**TASK DIRECTIONS**
Pull each line holding "deserialization" out of the entries below.

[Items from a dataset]
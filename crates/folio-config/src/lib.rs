// SPDX-FileCopyrightText: 2026 Folio Contributors
// SPDX-License-Identifier: MIT OR Apache-2.0

//! Configuration system for the Folio assistant.
//!
//! Provides TOML configuration parsing with strict validation
//! (`deny_unknown_fields`), XDG file hierarchy lookup, and environment
//! variable overrides.
//!
//! # Usage
//!
//! ```no_run
//! use folio_config::load_and_validate;
//!
//! let config = load_and_validate().expect("config errors");
//! println!("Engine model: {}", config.engine.model);
//! ```

pub mod loader;
pub mod model;
pub mod validation;

use thiserror::Error;

pub use loader::{load_config, load_config_from_path, load_config_from_str};
pub use model::FolioConfig;

/// A single configuration diagnostic.
#[derive(Debug, Error)]
pub enum ConfigError {
    /// The TOML or environment input could not be deserialized.
    #[error("{message}")]
    Parse { message: String },

    /// A semantic constraint on a parsed value failed.
    #[error("{message}")]
    Validation { message: String },
}

/// Load configuration from the XDG hierarchy and validate it.
///
/// This is the high-level entry point that:
/// 1. Loads config from TOML files + env vars via Figment
/// 2. On success: runs post-deserialization validation
/// 3. On Figment error: converts to [`ConfigError::Parse`] diagnostics
///
/// Returns either a valid `FolioConfig` or a list of diagnostic errors.
pub fn load_and_validate() -> Result<FolioConfig, Vec<ConfigError>> {
    match loader::load_config() {
        Ok(config) => {
            validation::validate_config(&config)?;
            Ok(config)
        }
        Err(err) => Err(figment_errors(err)),
    }
}

/// Load configuration from a TOML string and validate it.
///
/// Useful for testing and explicit configuration.
pub fn load_and_validate_str(toml_content: &str) -> Result<FolioConfig, Vec<ConfigError>> {
    match loader::load_config_from_str(toml_content) {
        Ok(config) => {
            validation::validate_config(&config)?;
            Ok(config)
        }
        Err(err) => Err(figment_errors(err)),
    }
}

/// Render collected configuration errors to stderr, one per line.
pub fn render_errors(errors: &[ConfigError]) {
    eprintln!("folio: invalid configuration:");
    for err in errors {
        eprintln!("  - {err}");
    }
}

fn figment_errors(err: figment::Error) -> Vec<ConfigError> {
    err.into_iter()
        .map(|e| ConfigError::Parse {
            message: e.to_string(),
        })
        .collect()
}

#[cfg(test)]
mod tests {
    use super::*;

    #[test]
    fn valid_inline_config_loads() {
        let config = load_and_validate_str(
            r#"
            [assistant]
            owner_name = "Yeamin"
            retrieval_top_n = 5
        "#,
        )
        .expect("config should validate");
        assert_eq!(config.assistant.owner_name, "Yeamin");
        assert_eq!(config.assistant.retrieval_top_n, 5);
    }

    #[test]
    fn invalid_value_surfaces_validation_error() {
        let errors = load_and_validate_str(
            r#"
            [engine]
            max_tokens = 0
        "#,
        )
        .unwrap_err();
        assert!(
            errors
                .iter()
                .any(|e| matches!(e, ConfigError::Validation { .. }))
        );
    }

    #[test]
    fn parse_error_surfaces_as_parse_variant() {
        let errors = load_and_validate_str("engine = 42").unwrap_err();
        assert!(!errors.is_empty());
        assert!(errors.iter().all(|e| matches!(e, ConfigError::Parse { .. })));
    }
}
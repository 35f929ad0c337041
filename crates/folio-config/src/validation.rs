// SPDX-FileCopyrightText: 2026 Folio Contributors
// SPDX-License-Identifier: MIT OR Apache-2.0

//! Post-deserialization validation for configuration values.
//!
//! Validates semantic constraints that cannot be expressed via serde
//! attributes, such as valid bind addresses, URLs, and non-zero limits.

use crate::ConfigError;
use crate::model::FolioConfig;

/// Validate a deserialized configuration for semantic correctness.
///
/// Returns `Ok(())` if all validations pass, or `Err(Vec<ConfigError>)` with
/// all collected validation errors (does not fail fast).
pub fn validate_config(config: &FolioConfig) -> Result<(), Vec<ConfigError>> {
    let mut errors = Vec::new();

    if config.assistant.retrieval_top_n == 0 {
        errors.push(ConfigError::Validation {
            message: "assistant.retrieval_top_n must be at least 1".to_string(),
        });
    }

    if config.engine.max_tokens == 0 {
        errors.push(ConfigError::Validation {
            message: "engine.max_tokens must be at least 1".to_string(),
        });
    }

    let base_url = config.engine.base_url.trim();
    if base_url.is_empty() {
        errors.push(ConfigError::Validation {
            message: "engine.base_url must not be empty".to_string(),
        });
    } else if !base_url.starts_with("http://") && !base_url.starts_with("https://") {
        errors.push(ConfigError::Validation {
            message: format!("engine.base_url `{base_url}` must be an http(s) URL"),
        });
    }

    if config.engine.cache_dir.trim().is_empty() {
        errors.push(ConfigError::Validation {
            message: "engine.cache_dir must not be empty".to_string(),
        });
    }

    let host = config.relay.host.trim();
    if host.is_empty() {
        errors.push(ConfigError::Validation {
            message: "relay.host must not be empty".to_string(),
        });
    } else {
        let is_valid_ip = host.parse::<std::net::IpAddr>().is_ok();
        let is_valid_hostname = host
            .chars()
            .all(|c| c.is_alphanumeric() || c == '.' || c == '-' || c == ':');
        if !is_valid_ip && !is_valid_hostname {
            errors.push(ConfigError::Validation {
                message: format!("relay.host `{host}` is not a valid IP address or hostname"),
            });
        }
    }

    // The relay only works as a unit: if SMTP is configured, a recipient
    // must be too, and vice versa.
    if config.relay.smtp_host.is_some() && config.relay.recipient.is_none() {
        errors.push(ConfigError::Validation {
            message: "relay.recipient is required when relay.smtp_host is set".to_string(),
        });
    }
    if config.relay.recipient.is_some() && config.relay.smtp_host.is_none() {
        errors.push(ConfigError::Validation {
            message: "relay.smtp_host is required when relay.recipient is set".to_string(),
        });
    }

    if errors.is_empty() { Ok(()) } else { Err(errors) }
}
// SPDX-FileCopyrightText: 2026 Folio Contributors
// SPDX-License-Identifier: MIT OR Apache-2.0

//! Knowledge store: line-based chunking of the portfolio knowledge document.
//!
//! The document is free text; each non-blank line becomes one retrievable
//! chunk. Chunks are immutable for the lifetime of the session.

use folio_core::FolioError;
use tracing::info;

/// A compiled-in sample knowledge document, used when no
/// `assistant.knowledge_file` is configured.
pub const SAMPLE_KNOWLEDGE: &str = include_str!("sample_knowledge.txt");

/// The immutable set of knowledge chunks prepared at session initialization.
#[derive(Debug, Clone)]
pub struct KnowledgeStore {
    chunks: Vec<String>,
}

impl KnowledgeStore {
    /// Builds a store by splitting `document` on line breaks and discarding
    /// whitespace-only lines. Order is preserved. Pure and infallible; a
    /// document with no non-blank lines yields an empty store.
    pub fn load(document: &str) -> Self {
        let chunks: Vec<String> = document
            .lines()
            .filter(|line| !line.trim().is_empty())
            .map(str::to_string)
            .collect();

        info!(chunks = chunks.len(), "knowledge chunks prepared");
        Self { chunks }
    }

    /// Loads the knowledge document from `path` and chunks it.
    pub async fn load_from_file(path: &str) -> Result<Self, FolioError> {
        let document = tokio::fs::read_to_string(path).await.map_err(|e| {
            FolioError::Config(format!("failed to read knowledge file `{path}`: {e}"))
        })?;
        Ok(Self::load(&document))
    }

    /// The prepared chunks, in original document order.
    pub fn chunks(&self) -> &[String] {
        &self.chunks
    }

    pub fn len(&self) -> usize {
        self.chunks.len()
    }

    pub fn is_empty(&self) -> bool {
        self.chunks.is_empty()
    }
}
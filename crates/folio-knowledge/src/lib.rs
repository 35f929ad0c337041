// SPDX-FileCopyrightText: 2026 Folio Contributors
// SPDX-License-Identifier: MIT OR Apache-2.0

//! Knowledge store and retriever for the Folio assistant.
//!
//! A static free-text document about the portfolio owner is split into
//! line-based chunks at session initialization; per user turn, the
//! retriever selects the most query-relevant chunks by lexical overlap.

pub mod retriever;
pub mod store;

pub use retriever::{DEFAULT_TOP_N, retrieve};
pub use store::{KnowledgeStore, SAMPLE_KNOWLEDGE};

**RESULT FOR THIS TASK**
/// 2. On success: runs post-deserialization validation
//! Post-deserialization validation for configuration values.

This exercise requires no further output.